In order to establish a candlestick chart, you must have a data set that incorporates open, high, low and close values for on every occasion period you would like to display. The hollow or filled percentage of the candlestick is called “the body” ( likewise known as “real body”). The long thin lines above and below the body represent the high/low range and are called dark areas”; ( also referred to as “wicks” and “tails”). The high is marked by the the surface of the upper shadow and the reduced by the bottom of the low shadow. If the stock closes more than its opening price, a hollow candlestick is drawn with the bottom of the body representing the opening price and the the surface of the body representing the closing price. If the stock closes lower than its opening price, a filled candlestick is drawn with the top of the body representing the opening price and the bottom of the body representing the closing price.

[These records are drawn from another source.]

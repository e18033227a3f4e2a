//! Root key store and hierarchical key derivation
//!
//! Keys are derived per bucket and per path component with HKDF-SHA256, so
//! the same `(bucket, key)` pair always yields the same content key under the
//! same root. Path components are encrypted deterministically so the remote
//! service can list and look up objects without learning their names.

use super::cipher::{self, CipherSuite};
use super::{Key, Nonce, NONCE_SIZE};
use crate::{Result, StrandError};
use base64::engine::general_purpose::URL_SAFE_NO_PAD;
use base64::Engine;
use hkdf::Hkdf;
use sha2::Sha256;
use std::collections::HashMap;

const PATH_SEPARATOR: char = '/';

/// Holds the root keys a project can derive from
#[derive(Debug, Clone, Default)]
pub struct KeyStore {
    default_key: Option<Key>,
    bucket_keys: HashMap<String, Key>,
    path_cipher: CipherSuite,
}

impl KeyStore {
    /// Empty store; every derivation fails until a key is added
    pub fn new() -> Self {
        Self::default()
    }

    /// Store with a default root key for every bucket
    pub fn with_default_key(key: Key) -> Self {
        KeyStore {
            default_key: Some(key),
            ..Default::default()
        }
    }

    pub fn set_default_key(&mut self, key: Key) {
        self.default_key = Some(key);
    }

    /// Override the root key for a single bucket
    pub fn add_bucket_key(&mut self, bucket: impl Into<String>, key: Key) {
        self.bucket_keys.insert(bucket.into(), key);
    }

    pub fn set_path_cipher(&mut self, suite: CipherSuite) {
        self.path_cipher = suite;
    }

    pub fn path_cipher(&self) -> CipherSuite {
        self.path_cipher
    }

    fn root(&self, bucket: &str) -> Option<&Key> {
        self.bucket_keys.get(bucket).or(self.default_key.as_ref())
    }

    fn bucket_key(&self, bucket: &str, missing: fn(String) -> StrandError) -> Result<Key> {
        let root = self.root(bucket).ok_or_else(|| missing(bucket.to_string()))?;
        derive(root, format!("bucket:{}", bucket).as_bytes())
    }

    /// Deterministically derive the content key of an object
    pub fn derive_content_key(&self, bucket: &str, key: &str) -> Result<Key> {
        let mut current = self.bucket_key(bucket, StrandError::MissingEncryptionBase)?;
        for component in components(key) {
            current = derive(&current, format!("path:{}", component).as_bytes())?;
        }
        derive(&current, b"content")
    }

    /// Encrypt an object key (or a `/`-terminated prefix) for transmission
    pub fn encrypt_path(&self, bucket: &str, path: &str) -> Result<String> {
        let mut current = self.bucket_key(bucket, StrandError::MissingEncryptionBase)?;
        let (body, trailing) = split_trailing(path);
        if body.is_empty() {
            return Ok(path.to_string());
        }

        let mut encrypted = Vec::new();
        for component in body.split(PATH_SEPARATOR) {
            encrypted.push(self.encrypt_component(&current, component)?);
            current = derive(&current, format!("path:{}", component).as_bytes())?;
        }

        Ok(join(encrypted, trailing))
    }

    /// Decrypt a full encrypted object key
    pub fn decrypt_path(&self, bucket: &str, encrypted: &str) -> Result<String> {
        self.decrypt_path_under(bucket, "", encrypted)
    }

    /// Decrypt `encrypted`, which is relative to the already known plain
    /// `prefix` (empty or `/`-terminated). Returns the relative plain path.
    pub fn decrypt_path_under(&self, bucket: &str, prefix: &str, encrypted: &str) -> Result<String> {
        let mut current = self.bucket_key(bucket, StrandError::MissingDecryptionBase)?;
        let (prefix_body, _) = split_trailing(prefix);
        if !prefix_body.is_empty() {
            for component in prefix_body.split(PATH_SEPARATOR) {
                current = derive(&current, format!("path:{}", component).as_bytes())?;
            }
        }

        let (body, trailing) = split_trailing(encrypted);
        if body.is_empty() {
            return Ok(encrypted.to_string());
        }

        let mut plain = Vec::new();
        for component in body.split(PATH_SEPARATOR) {
            let decrypted = self.decrypt_component(&current, component)?;
            current = derive(&current, format!("path:{}", decrypted).as_bytes())?;
            plain.push(decrypted);
        }

        Ok(join(plain, trailing))
    }

    fn encrypt_component(&self, parent: &Key, component: &str) -> Result<String> {
        if self.path_cipher == CipherSuite::Null {
            return Ok(component.to_string());
        }

        let key = derive(parent, b"encryption")?;
        let nonce = synthetic_nonce(&key, component)?;
        let sealed = cipher::encrypt(component.as_bytes(), self.path_cipher, &key, &nonce)?;

        let mut out = Vec::with_capacity(NONCE_SIZE + sealed.len());
        out.extend_from_slice(nonce.as_bytes());
        out.extend_from_slice(&sealed);
        Ok(URL_SAFE_NO_PAD.encode(out))
    }

    fn decrypt_component(&self, parent: &Key, component: &str) -> Result<String> {
        if self.path_cipher == CipherSuite::Null {
            return Ok(component.to_string());
        }

        let raw = URL_SAFE_NO_PAD
            .decode(component)
            .map_err(|e| StrandError::Encryption(format!("invalid path component: {}", e)))?;
        if raw.len() < NONCE_SIZE {
            return Err(StrandError::Encryption("path component too short".to_string()));
        }

        let (nonce, sealed) = raw.split_at(NONCE_SIZE);
        let key = derive(parent, b"encryption")?;
        let plain = cipher::decrypt(sealed, self.path_cipher, &key, &Nonce::try_from_slice(nonce)?)?;
        String::from_utf8(plain)
            .map_err(|_| StrandError::Encryption("path component is not utf-8".to_string()))
    }
}

fn derive(parent: &Key, info: &[u8]) -> Result<Key> {
    let hk = Hkdf::<Sha256>::new(None, parent.as_bytes());
    let mut okm = [0u8; 32];
    hk.expand(info, &mut okm)
        .map_err(|e| StrandError::Encryption(format!("key derivation failed: {}", e)))?;
    Ok(Key::from_bytes(okm))
}

fn synthetic_nonce(key: &Key, component: &str) -> Result<Nonce> {
    let hash = blake3::keyed_hash(key.as_bytes(), component.as_bytes());
    Nonce::try_from_slice(&hash.as_bytes()[..NONCE_SIZE])
}

fn components(path: &str) -> impl Iterator<Item = &str> {
    path.split(PATH_SEPARATOR)
}

fn split_trailing(path: &str) -> (&str, bool) {
    match path.strip_suffix(PATH_SEPARATOR) {
        Some(body) => (body, true),
        None => (path, false),
    }
}

fn join(parts: Vec<String>, trailing: bool) -> String {
    let mut joined = parts.join("/");
    if trailing {
        joined.push(PATH_SEPARATOR);
    }
    joined
}
//! Core data models, encryption and collaborator interfaces for strand

pub mod config;
pub mod encryption;
pub mod error;
pub mod metadata;
pub mod metainfo;
pub mod stream;
pub mod types;
pub mod upload_id;

pub use config::ProjectConfig;
pub use error::*;
pub use types::*;

/// Result type alias for strand operations
pub type Result<T> = std::result::Result<T, StrandError>;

When equated with traditional conventional bar charts, many traders consider candlestick charts more visually appealing and easier to interpret. Each candlestick provides an easy-to-decipher picture of price action. Immediately a trader can see compare the bond between the open and close in addition to the high and low. The bond between the open and close is viewed vital details and forms the essence of candlesticks. Hollow candlesticks, where the close is greater than the open, indicate buying pressure. Filled candlesticks, where the close is less than outside, indicate selling pressure.

Long Body Vs Short Body

By and large, the longer the body is, the more intense the buying or selling pressure. Conversely, short candlesticks indicate little price movement and represent consolidation. Long white candlesticks show strong buying pressure. The longer the white candlestick is, the further the close is above outside. This suggests that prices advanced significantly from open to close and buyers were aggressive. While long white candlesticks are in general bullish, much hinges on their position within the broader technical picture. After extended declines, long white candlesticks can mark a potential turning point or support level. If buying gets too aggressive after a long advance, it can result in abnormal bullishness.

Long black candlesticks show strong selling pressure. The longer the black candlestick is, the further the close is below outdoors. This suggests that prices declined significantly from outside and sellers were aggressive. After a long advance, a long black candlestick can foreshadow a turning point or mark a future resistance level. After a long decline a long black candlestick can indicate panic or capitulation.